Efficient ways to traverse and group similar objects from a huge collection

Efficient ways to traverse and group similar objects from a huge collection - java

I am currently working towards on an implementation that basically involves attending to an arraylist of objects, say a 1000, find commonalities in their properties and group them.
For example
ArrayList itemList<CustomJaxbObj> = {Obj1,obj2,....objn} //n can reach to 1000
Object attributes - year of registration, location, amount
Grouping criteria - for objects with same year of reg and location...add the amount
If there are 10 Objects, out of which 8 objects have same loc and year of registration, add amount for all 8 and other 2 whose year of reg and loc match. So at the end of operation I am left with 2 objects. 1 which is a total sum of 8 matched objects and 1 which is a total of 2 matched criteria of objects.
Currently I am using dual traditional loops. Advanced loops are better but they dont offer much control over indices, which I need to perform grouping. It allows me to keep track of which individual entries combined to form a new entry of grouped entries.
for (i = 0; i < objlist.size(); i++) {
for(j = i+1; j< objList.size();j++){
//PErform the check with if/else condition and traverse the whole list
}
}
Although this does the job, looked very inefficient and process heavy. Is there a better way to do this. I have seen other answers which asked me to use Java8 streams, but the operations are complex, hence grouping needs to be done. I have given an example of doing something when there is a match but there is more to it than just adding.
Is there a better approach to this? A better data structure to hold data of this kind which makes searching and grouping easier?
Adding more perspective, apologies for not furnishing this info before.
The arraylist is a collection of jaxb objects from an incoming payload xml.
XML heirarchy
<Item>
<Item1>
<Item-Loc/>
<ItemID>
<Item-YearofReg/>
<Item-Details>
<ItemID/>
<Item-RefurbishMentDate>
<ItemRefurbLoc/>
</Item-Details>
</Item1>
<Item2></Item2>
<Item3></Item3>
....
</Item>
So the Jaxb Object of Item has a list of 900-1000 Items. Each item might have a sub section of ItemDetails which has a refurbishment date.The problem I face is, dual loops work fine when there is no Item Details section, and every item can be traversed and checked. Requirement says if the item has been refurbished, then we overlook its year of reg and instead consider year of refurbishment to match the criteria.
Another point is, Item Details need not belong to same Item in the section, that is Item1's item details can come up in Item2 Item Details section, item id is the field using which we map the correct item to its item details.
This would mean I cannot start making changes unless I have read through the complete list. Something a normal for loop would do it, but it would increase the cyclomatic complexity, which has already increased because of dual loops.
Hence the question, which would need a data structure to first store and analyse the list of objects before performing the grouping.
Apologies for not mentioning this before. My first question in stackoverflow, hence the inexperience.
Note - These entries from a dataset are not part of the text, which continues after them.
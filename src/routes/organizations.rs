use actix_web::{HttpRequest, HttpResponse, Responder, delete, get, post, put, web};

use crate::dto::list::{ListParams, ListResponse};
use crate::forms::organization::OrganizationForm;
use crate::query::{FilterCriteria, normalize_page_size};
use crate::repository::DieselRepository;
use crate::routes::{error_response, error_status};
use crate::services::{export, organizations};

#[get("/organizations/export")]
pub async fn export_organizations(
    req: HttpRequest,
    repo: web::Data<DieselRepository>,
) -> impl Responder {
    let params = ListParams::from_query(req.query_string());
    let criteria = FilterCriteria::from(&params);

    match export::export_organizations(repo.get_ref(), &criteria) {
        Ok(body) => HttpResponse::Ok()
            .content_type("text/csv; charset=utf-8")
            .insert_header((
                "Content-Disposition",
                "attachment; filename=\"organizations.csv\"",
            ))
            .body(body),
        Err(err) => error_response(&err),
    }
}

#[get("/organizations")]
pub async fn list_organizations(
    req: HttpRequest,
    repo: web::Data<DieselRepository>,
) -> impl Responder {
    let params = ListParams::from_query(req.query_string());
    let criteria = FilterCriteria::from(&params);

    match organizations::load_organization_list(repo.get_ref(), &criteria) {
        Ok(page) => HttpResponse::Ok().json(ListResponse::new(page, params.ticket())),
        Err(err) => {
            let (status, body) = error_status(&err);
            let per_page = normalize_page_size(criteria.per_page);
            HttpResponse::build(status).json(ListResponse::<()>::failed(
                per_page,
                params.ticket(),
                body,
            ))
        }
    }
}

#[post("/organizations")]
pub async fn create_organization(
    repo: web::Data<DieselRepository>,
    web::Form(form): web::Form<OrganizationForm>,
) -> impl Responder {
    match organizations::create_organization(repo.get_ref(), form) {
        Ok(organization) => HttpResponse::Created().json(organization),
        Err(err) => error_response(&err),
    }
}

#[get("/organizations/{id}")]
pub async fn show_organization(
    id: web::Path<i32>,
    repo: web::Data<DieselRepository>,
) -> impl Responder {
    match organizations::get_organization(repo.get_ref(), id.into_inner()) {
        Ok(organization) => HttpResponse::Ok().json(organization),
        Err(err) => error_response(&err),
    }
}

#[put("/organizations/{id}")]
pub async fn update_organization(
    id: web::Path<i32>,
    repo: web::Data<DieselRepository>,
    web::Form(form): web::Form<OrganizationForm>,
) -> impl Responder {
    match organizations::update_organization(repo.get_ref(), id.into_inner(), form) {
        Ok(organization) => HttpResponse::Ok().json(organization),
        Err(err) => error_response(&err),
    }
}

#[delete("/organizations/{id}")]
pub async fn delete_organization(
    id: web::Path<i32>,
    repo: web::Data<DieselRepository>,
) -> impl Responder {
    match organizations::delete_organization(repo.get_ref(), id.into_inner()) {
        Ok(()) => HttpResponse::NoContent().finish(),
        Err(err) => error_response(&err),
    }
}
//! Latest-request-wins bookkeeping for list views.
//!
//! Each outgoing list request is tagged with a [`Ticket`]. When responses
//! arrive out of order, only a response whose ticket is newer than every
//! response already applied may update visible state.
//!
//! The server side only echoes the `seq` parameter back (see
//! `dto::list::ListParams::ticket`). [`Sequencer`] is the client-side half:
//! a caller issuing list requests keeps one and drops every response it
//! does not [`accept`](Sequencer::accept).

use std::sync::atomic::{AtomicU64, Ordering};

use serde::{Deserialize, Serialize};

/// Sequence number of one request. Higher is newer.
#[derive(Debug, Clone, Copy, PartialEq, Eq, PartialOrd, Ord, Hash, Serialize, Deserialize)]
pub struct Ticket(u64);

impl Ticket {
    pub const fn new(value: u64) -> Self {
        Self(value)
    }

    pub const fn get(self) -> u64 {
        self.0
    }
}

#[derive(Debug, Default)]
pub struct Sequencer {
    issued: AtomicU64,
    applied: AtomicU64,
}

impl Sequencer {
    pub fn new() -> Self {
        Self::default()
    }

    /// Tags a new request. Tickets start at 1.
    pub fn issue(&self) -> Ticket {
        Ticket(self.issued.fetch_add(1, Ordering::SeqCst) + 1)
    }

    /// Records a completed response. Returns `false` if a newer response
    /// was already applied, in which case the caller must drop this one.
    pub fn accept(&self, ticket: Ticket) -> bool {
        self.applied.fetch_max(ticket.0, Ordering::SeqCst) < ticket.0
    }

    /// Whether `ticket` is still the most recent request issued. Work for a
    /// superseded ticket can be abandoned early.
    pub fn is_current(&self, ticket: Ticket) -> bool {
        self.issued.load(Ordering::SeqCst) == ticket.0
    }

    /// Most recent ticket whose response was applied, if any.
    pub fn last_applied(&self) -> Option<Ticket> {
        match self.applied.load(Ordering::SeqCst) {
            0 => None,
            value => Some(Ticket(value)),
        }
    }
}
Not 100% sure what your end goal is but here is something to get you started. to group by the two properties, you can do something like:
Map<String, Map<Integer, List<MyObjectType>>> map = itemList.stream()
.collect(Collectors.groupingBy(MyObjectType::getLoc,
Collectors.groupingBy(MyObjectType::getYear)));
The solution above assumes getLoc is a type String and getYear is a type Integer, you can then perform further stream operations to get the sum you want.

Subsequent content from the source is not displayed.